In the post-World War II era, matters began to change, helped no doubt by the European fascination with American jazz. Leonard Bernstein and Van Cliburn are perhaps the best-known American classical musicians from the mid-century to have successfully overcome the prejudice. American composers, however, have had a somewhat tougher task than American performers, since the blossoming of American compositional talent in the mid-century coincided with an accelerating decline of interest on the part of the public in contemporary music in general. Too much of a remarkable repository of fine twentieth-century American music remains unplayed. Leopold Stokowski, like his counterpart Serge Koussevitzky, worked to bring American composers out of their second-place status. Both of them commissioned and performed a staggering array of new American works. In his later years, Stokowski turned his attention to assisting American players and conductors. The American Symphony Orchestra is the legacy of that effort.

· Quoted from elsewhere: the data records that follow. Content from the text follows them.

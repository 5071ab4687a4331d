//! Failed-login throttle.
//!
//! Counts failed logins per identity. An identity is locked once its count
//! reaches the threshold and stays locked until `lockout_duration` has passed
//! since the last failure. Expiry is evaluated on read: the first
//! [`LoginThrottle::is_locked`] call after the window elapses resets the count
//! and bumps [`LoginAttempt::frequency`].
//!
//! [`LoginThrottle::try_reserve`] checks the lock and counts the attempt under
//! one write lock, so concurrent logins cannot all slip past the threshold.
//! Records idle for a full window are dropped by [`LoginThrottle::sweep`].

use std::collections::HashMap;

use parking_lot::RwLock;
use time::{Duration, OffsetDateTime};

/// Failure record of one identity.
#[derive(Debug, Clone, PartialEq, Eq)]
pub struct LoginAttempt {
    pub identity: String,

    /// Failures since the last reset.
    pub count: u32,

    pub first_attempt_at: OffsetDateTime,
    pub last_attempt_at: OffsetDateTime,

    /// Number of lockout windows that have run out for this identity.
    pub frequency: u32,
}

/// Per-identity failed-login counter with threshold lockout.
#[derive(Debug)]
pub struct LoginThrottle {
    attempts: RwLock<HashMap<String, LoginAttempt>>,
    max_failed_attempts: u32,
    lockout_duration: Duration,
}

impl LoginThrottle {
    #[must_use]
    pub fn new(max_failed_attempts: u32, lockout_duration: Duration) -> Self {
        Self {
            attempts: RwLock::new(HashMap::new()),
            max_failed_attempts,
            lockout_duration,
        }
    }

    /// Records a failed attempt.
    pub fn increment(&self, identity: &str) {
        let now = OffsetDateTime::now_utc();
        self.record(&mut self.attempts.write(), identity, now);
    }

    /// Counts an attempt for `identity` unless it is locked.
    ///
    /// Returns `false` without counting while locked. The attempt is counted
    /// as a failure up front; a successful login undoes it with [`Self::clear`].
    pub fn try_reserve(&self, identity: &str) -> bool {
        let now = OffsetDateTime::now_utc();
        let mut attempts = self.attempts.write();
        if let Some(attempt) = attempts.get_mut(identity) {
            if self.check_locked(attempt, now) {
                return false;
            }
        }
        self.record(&mut attempts, identity, now);
        true
    }

    fn record(
        &self,
        attempts: &mut HashMap<String, LoginAttempt>,
        identity: &str,
        now: OffsetDateTime,
    ) {
        let attempt = attempts
            .entry(identity.to_string())
            .or_insert_with(|| LoginAttempt {
                identity: identity.to_string(),
                count: 0,
                first_attempt_at: now,
                last_attempt_at: now,
                frequency: 0,
            });
        attempt.count = attempt.count.saturating_add(1);
        attempt.last_attempt_at = now;

        if attempt.count == self.max_failed_attempts {
            tracing::warn!(
                identity = %identity,
                count = attempt.count,
                "Login attempts exceeded, identity locked"
            );
        }
    }

    /// Returns `true` while the identity is locked out.
    pub fn is_locked(&self, identity: &str) -> bool {
        self.is_locked_at(identity, OffsetDateTime::now_utc())
    }

    fn is_locked_at(&self, identity: &str, now: OffsetDateTime) -> bool {
        let mut attempts = self.attempts.write();
        match attempts.get_mut(identity) {
            Some(attempt) => self.check_locked(attempt, now),
            None => false,
        }
    }

    /// Lock state of one record. Resets the count once the window elapsed.
    fn check_locked(&self, attempt: &mut LoginAttempt, now: OffsetDateTime) -> bool {
        if attempt.count < self.max_failed_attempts {
            return false;
        }

        if now - attempt.last_attempt_at >= self.lockout_duration {
            attempt.count = 0;
            attempt.frequency = attempt.frequency.saturating_add(1);
            tracing::debug!(
                identity = %attempt.identity,
                frequency = attempt.frequency,
                "Lockout window elapsed, counter reset"
            );
            return false;
        }

        true
    }

    /// Returns the current record for an identity.
    #[must_use]
    pub fn stat(&self, identity: &str) -> Option<LoginAttempt> {
        self.attempts.read().get(identity).cloned()
    }

    /// Forgets an identity, e.g. after a successful login.
    pub fn clear(&self, identity: &str) {
        self.attempts.write().remove(identity);
    }

    /// Inspects up to `batch` records and drops those whose last failure is
    /// a full lockout window old. Returns how many were removed.
    pub fn sweep(&self, batch: usize) -> usize {
        self.sweep_at(batch, OffsetDateTime::now_utc())
    }

    fn sweep_at(&self, batch: usize, now: OffsetDateTime) -> usize {
        let idle: Vec<String> = self
            .attempts
            .read()
            .values()
            .take(batch)
            .filter(|a| self.is_idle(a, now))
            .map(|a| a.identity.clone())
            .collect();

        if idle.is_empty() {
            return 0;
        }

        let mut attempts = self.attempts.write();
        idle.iter()
            .filter(|identity| match attempts.get(identity.as_str()) {
                Some(attempt) if self.is_idle(attempt, now) => {
                    attempts.remove(identity.as_str()).is_some()
                }
                _ => false,
            })
            .count()
    }

    fn is_idle(&self, attempt: &LoginAttempt, now: OffsetDateTime) -> bool {
        now - attempt.last_attempt_at >= self.lockout_duration
    }

    /// Number of tracked identities.
    #[must_use]
    pub fn len(&self) -> usize {
        self.attempts.read().len()
    }

    #[must_use]
    pub fn is_empty(&self) -> bool {
        self.attempts.read().is_empty()
    }
}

In 1992 the American Symphony Orchestra invited Richard Wilson to become its first Composer-in-Residence. In this capacity he has planned a concert devoted to American composers that fits within the larger artistic mission of the ASO. Earlier this year we played a concert of two works by composers from the former Soviet Union. We believed that, beyond their compelling musical properties, these works could be understood in the context of the momentous decade of the 1980s, which witnessed the disintegration of the Soviet Union. In some ways, the present concert can be considered something of a parallel. The 1980s, the era of Reagan and Bush, had a coherence made up of such diverse phenomena as neoconservatism, the explosion of interest in minimalism, and junk bonds. Behind these obviously journalistic phrases, however, was considerable activity and exploration by American composers. This concert highlights music from that decade by focusing on the work of four composers at mid-career, all of whom remain active and are currently at work on new projects. It is a particular pleasure for us to break the habit that is commonplace in most orchestras: the nearly exclusive focus on first performances and world premieres.
There is a terrifying incongruity between the effort and energy required to write a piece of music and the reality that, if the work is heard at all, chances are it will be heard only once. Months and years mirror themselves in a few brief moments on stage. Works of visual art don’t disappear, and books can be forever. But pieces of music need to be performed more than once for them to have even a fighting chance to gain the attention and affection of listeners. We hope that we have the opportunity once again in the future to give works from the recent past their much-needed second, third, fourth, or fifth hearing and to continue the tradition, started by Stokowski, of supporting and encouraging living American composers.